:: Task to carry out ::
Could you output every record again, exactly as given?

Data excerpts
use std::sync::Arc;

use async_trait::async_trait;
use indexmap::IndexMap;
use tokio::sync::Mutex;

use super::{ChangeEvent, ChangeKind, Namespace, Store, StoreError, Subscription};

/// A Send + Sync in-process [Store].
///
/// Clones share the same data. Subscribers are notified while the write lock
/// is held, so every subscriber sees writes to a key in the order they
/// happened.
#[derive(Default, Clone)]
pub struct MemoryStore {
    inner: Arc<Mutex<MemoryStoreInner>>,
}

#[derive(Default)]
struct MemoryStoreInner {
    maps: IndexMap<Namespace, IndexMap<String, Vec<u8>>>,
    subscribers: IndexMap<Namespace, Vec<flume::Sender<ChangeEvent>>>,
}

impl MemoryStoreInner {
    /// Send the event to all subscribers, dropping those which are gone
    fn publish(&mut self, event: ChangeEvent) {
        if let Some(subscribers) = self.subscribers.get_mut(&event.namespace) {
            subscribers.retain(|tx| tx.send(event.clone()).is_ok());
        }
    }
}

impl MemoryStore {
    pub fn new() -> Self {
        Self::default()
    }

    /// Clone all entries of a namespace
    pub async fn entries(&self, namespace: Namespace) -> IndexMap<String, Vec<u8>> {
        self.inner
            .lock()
            .await
            .maps
            .get(&namespace)
            .cloned()
            .unwrap_or_default()
    }

    /// Number of live subscriptions to a namespace
    pub async fn subscribers(&self, namespace: Namespace) -> usize {
        let mut guard = self.inner.lock().await;
        match guard.subscribers.get_mut(&namespace) {
            Some(subs) => {
                subs.retain(|tx| !tx.is_disconnected());
                subs.len()
            }
            None => 0,
        }
    }
}

#[async_trait]
impl Store for MemoryStore {
    async fn put(&self, namespace: Namespace, key: &str, value: Vec<u8>) -> Result<(), StoreError> {
        let mut guard = self.inner.lock().await;
        let prev = guard
            .maps
            .entry(namespace)
            .or_default()
            .insert(key.to_owned(), value.clone());
        let kind = match prev {
            Some(_) => ChangeKind::Updated,
            None => ChangeKind::Added,
        };
        guard.publish(ChangeEvent {
            namespace,
            key: key.to_owned(),
            value,
            kind,
        });
        Ok(())
    }

    async fn get(&self, namespace: Namespace, key: &str) -> Result<Option<Vec<u8>>, StoreError> {
        Ok(self
            .inner
            .lock()
            .await
            .maps
            .get(&namespace)
            .and_then(|m| m.get(key))
            .cloned())
    }

    async fn subscribe(&self, namespace: Namespace) -> Result<Subscription, StoreError> {
        let (tx, rx) = flume::unbounded();
        self.inner
            .lock()
            .await
            .subscribers
            .entry(namespace)
            .or_default()
            .push(tx);
        Ok(Subscription::new(namespace, rx))
    }
}

#[cfg(test)]
mod tests {
    use std::time::Duration;

    use tokio::time::timeout;

    use super::*;
    use crate::store::StoreExt;
    use crate::types::SpeedObservation;

    fn is_send_sync<T: Send + Sync>(_: T) {}

    #[test]
    fn test_is_send_sync() {
        is_send_sync(MemoryStore::new());
    }

    #[tokio::test]
    async fn test_put_get() {
        let store = MemoryStore::new();
        assert!(store.get(Namespace::Speed, "neil").await.unwrap().is_none());
        store
            .put(Namespace::Speed, "neil", vec![1, 2, 3])
            .await
            .unwrap();
        assert_eq!(
            store.get(Namespace::Speed, "neil").await.unwrap(),
            Some(vec![1, 2, 3])
        );
        // namespaces are separate maps
        assert!(store
            .get(Namespace::Position, "neil")
            .await
            .unwrap()
            .is_none());
    }

    #[tokio::test]
    async fn test_typed_values() {
        let store = MemoryStore::new();
        let obs = SpeedObservation {
            key: "neil".into(),
            metres_per_second: 1.5,
            at_time: 42,
        };
        store.put_value(Namespace::Speed, "neil", &obs).await.unwrap();
        let read: Option<SpeedObservation> =
            store.get_value(Namespace::Speed, "neil").await.unwrap();
        assert_eq!(read, Some(obs));
    }

    #[tokio::test]
    async fn test_subscription_sees_writes_in_order() {
        let store = MemoryStore::new();
        let sub = store.subscribe(Namespace::Command).await.unwrap();
        store.put(Namespace::Position, "x", vec![0]).await.unwrap();
        store.put(Namespace::Command, "speedo", vec![1]).await.unwrap();
        store.put(Namespace::Command, "speedo", vec![2]).await.unwrap();

        let first = timeout(Duration::from_millis(100), sub.next())
            .await
            .unwrap()
            .unwrap();
        assert_eq!(first.key, "speedo");
        assert_eq!(first.value, vec![1]);
        assert_eq!(first.kind, ChangeKind::Added);

        let second = sub.try_next().unwrap();
        assert_eq!(second.value, vec![2]);
        assert_eq!(second.kind, ChangeKind::Updated);
        assert!(sub.try_next().is_none());
    }

    #[tokio::test]
    async fn test_dropped_subscribers_are_pruned() {
        let store = MemoryStore::new();
        let sub = store.subscribe(Namespace::Speed).await.unwrap();
        let _other = store.subscribe(Namespace::Speed).await.unwrap();
        assert_eq!(store.subscribers(Namespace::Speed).await, 2);
        drop(sub);
        store.put(Namespace::Speed, "neil", vec![]).await.unwrap();
        assert_eq!(store.subscribers(Namespace::Speed).await, 1);
    }

    #[tokio::test]
    async fn test_decode_error() {
        let store = MemoryStore::new();
        store
            .put(Namespace::Speed, "neil", vec![0xc1])
            .await
            .unwrap();
        let read = store
            .get_value::<SpeedObservation>(Namespace::Speed, "neil")
            .await;
        assert!(matches!(read, Err(StoreError::Decode(_))));
    }
}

:: Written answer ::
use std::sync::Arc;

use async_trait::async_trait;
use indexmap::IndexMap;
use tokio::sync::Mutex;

use super::{ChangeEvent, ChangeKind, Namespace, Store, StoreError, Subscription};

/// A Send + Sync in-process [Store].
///
/// Clones share the same data. Subscribers are notified while the write lock
/// is held, so every subscriber sees writes to a key in the order they
/// happened.
#[derive(Default, Clone)]
pub struct MemoryStore {
    inner: Arc<Mutex<MemoryStoreInner>>,
}

#[derive(Default)]
struct MemoryStoreInner {
    maps: IndexMap<Namespace, IndexMap<String, Vec<u8>>>,
    subscribers: IndexMap<Namespace, Vec<flume::Sender<ChangeEvent>>>,
}

impl MemoryStoreInner {
    /// Send the event to all subscribers, dropping those which are gone
    fn publish(&mut self, event: ChangeEvent) {
        if let Some(subscribers) = self.subscribers.get_mut(&event.namespace) {
            subscribers.retain(|tx| tx.send(event.clone()).is_ok());
        }
    }
}

impl MemoryStore {
    pub fn new() -> Self {
        Self::default()
    }

    /// Clone all entries of a namespace
    pub async fn entries(&self, namespace: Namespace) -> IndexMap<String, Vec<u8>> {
        self.inner
            .lock()
            .await
            .maps
            .get(&namespace)
            .cloned()
            .unwrap_or_default()
    }

    /// Number of live subscriptions to a namespace
    pub async fn subscribers(&self, namespace: Namespace) -> usize {
        let mut guard = self.inner.lock().await;
        match guard.subscribers.get_mut(&namespace) {
            Some(subs) => {
                subs.retain(|tx| !tx.is_disconnected());
                subs.len()
            }
            None => 0,
        }
    }
}

#[async_trait]
impl Store for MemoryStore {
    async fn put(&self, namespace: Namespace, key: &str, value: Vec<u8>) -> Result<(), StoreError> {
        let mut guard = self.inner.lock().await;
        let prev = guard
            .maps
            .entry(namespace)
            .or_default()
            .insert(key.to_owned(), value.clone());
        let kind = match prev {
            Some(_) => ChangeKind::Updated,
            None => ChangeKind::Added,
        };
        guard.publish(ChangeEvent {
            namespace,
            key: key.to_owned(),
            value,
            kind,
        });
        Ok(())
    }

    async fn get(&self, namespace: Namespace, key: &str) -> Result<Option<Vec<u8>>, StoreError> {
        Ok(self
            .inner
            .lock()
            .await
            .maps
            .get(&namespace)
            .and_then(|m| m.get(key))
            .cloned())
    }

    async fn subscribe(&self, namespace: Namespace) -> Result<Subscription, StoreError> {
        let (tx, rx) = flume::unbounded();
        self.inner
            .lock()
            .await
            .subscribers
            .entry(namespace)
            .or_default()
            .push(tx);
        Ok(Subscription::new(namespace, rx))
    }
}

#[cfg(test)]
mod tests {
    use std::time::Duration;

    use tokio::time::timeout;

    use super::*;
    use crate::store::StoreExt;
    use crate::types::SpeedObservation;

    fn is_send_sync<T: Send + Sync>(_: T) {}

    #[test]
    fn test_is_send_sync() {
        is_send_sync(MemoryStore::new());
    }

    #[tokio::test]
    async fn test_put_get() {
        let store = MemoryStore::new();
        assert!(store.get(Namespace::Speed, "neil").await.unwrap().is_none());
        store
            .put(Namespace::Speed, "neil", vec![1, 2, 3])
            .await
            .unwrap();
        assert_eq!(
            store.get(Namespace::Speed, "neil").await.unwrap(),
            Some(vec![1, 2, 3])
        );
        // namespaces are separate maps
        assert!(store
            .get(Namespace::Position, "neil")
            .await
            .unwrap()
            .is_none());
    }

    #[tokio::test]
    async fn test_typed_values() {
        let store = MemoryStore::new();
        let obs = SpeedObservation {
            key: "neil".into(),
            metres_per_second: 1.5,
            at_time: 42,
        };
        store.put_value(Namespace::Speed, "neil", &obs).await.unwrap();
        let read: Option<SpeedObservation> =
            store.get_value(Namespace::Speed, "neil").await.unwrap();
        assert_eq!(read, Some(obs));
    }

    #[tokio::test]
    async fn test_subscription_sees_writes_in_order() {
        let store = MemoryStore::new();
        let sub = store.subscribe(Namespace::Command).await.unwrap();
        store.put(Namespace::Position, "x", vec![0]).await.unwrap();
        store.put(Namespace::Command, "speedo", vec![1]).await.unwrap();
        store.put(Namespace::Command, "speedo", vec![2]).await.unwrap();

        let first = timeout(Duration::from_millis(100), sub.next())
            .await
            .unwrap()
            .unwrap();
        assert_eq!(first.key, "speedo");
        assert_eq!(first.value, vec![1]);
        assert_eq!(first.kind, ChangeKind::Added);

        let second = sub.try_next().unwrap();
        assert_eq!(second.value, vec![2]);
        assert_eq!(second.kind, ChangeKind::Updated);
        assert!(sub.try_next().is_none());
    }

    #[tokio::test]
    async fn test_dropped_subscribers_are_pruned() {
        let store = MemoryStore::new();
        let sub = store.subscribe(Namespace::Speed).await.unwrap();
        let _other = store.subscribe(Namespace::Speed).await.unwrap();
        assert_eq!(store.subscribers(Namespace::Speed).await, 2);
        drop(sub);
        store.put(Namespace::Speed, "neil", vec![]).await.unwrap();
        assert_eq!(store.subscribers(Namespace::Speed).await, 1);
    }

    #[tokio::test]
    async fn test_decode_error() {
        let store = MemoryStore::new();
        store
            .put(Namespace::Speed, "neil", vec![0xc1])
            .await
            .unwrap();
        let read = store
            .get_value::<SpeedObservation>(Namespace::Speed, "neil")
            .await;
        assert!(matches!(read, Err(StoreError::Decode(_))));
    }
}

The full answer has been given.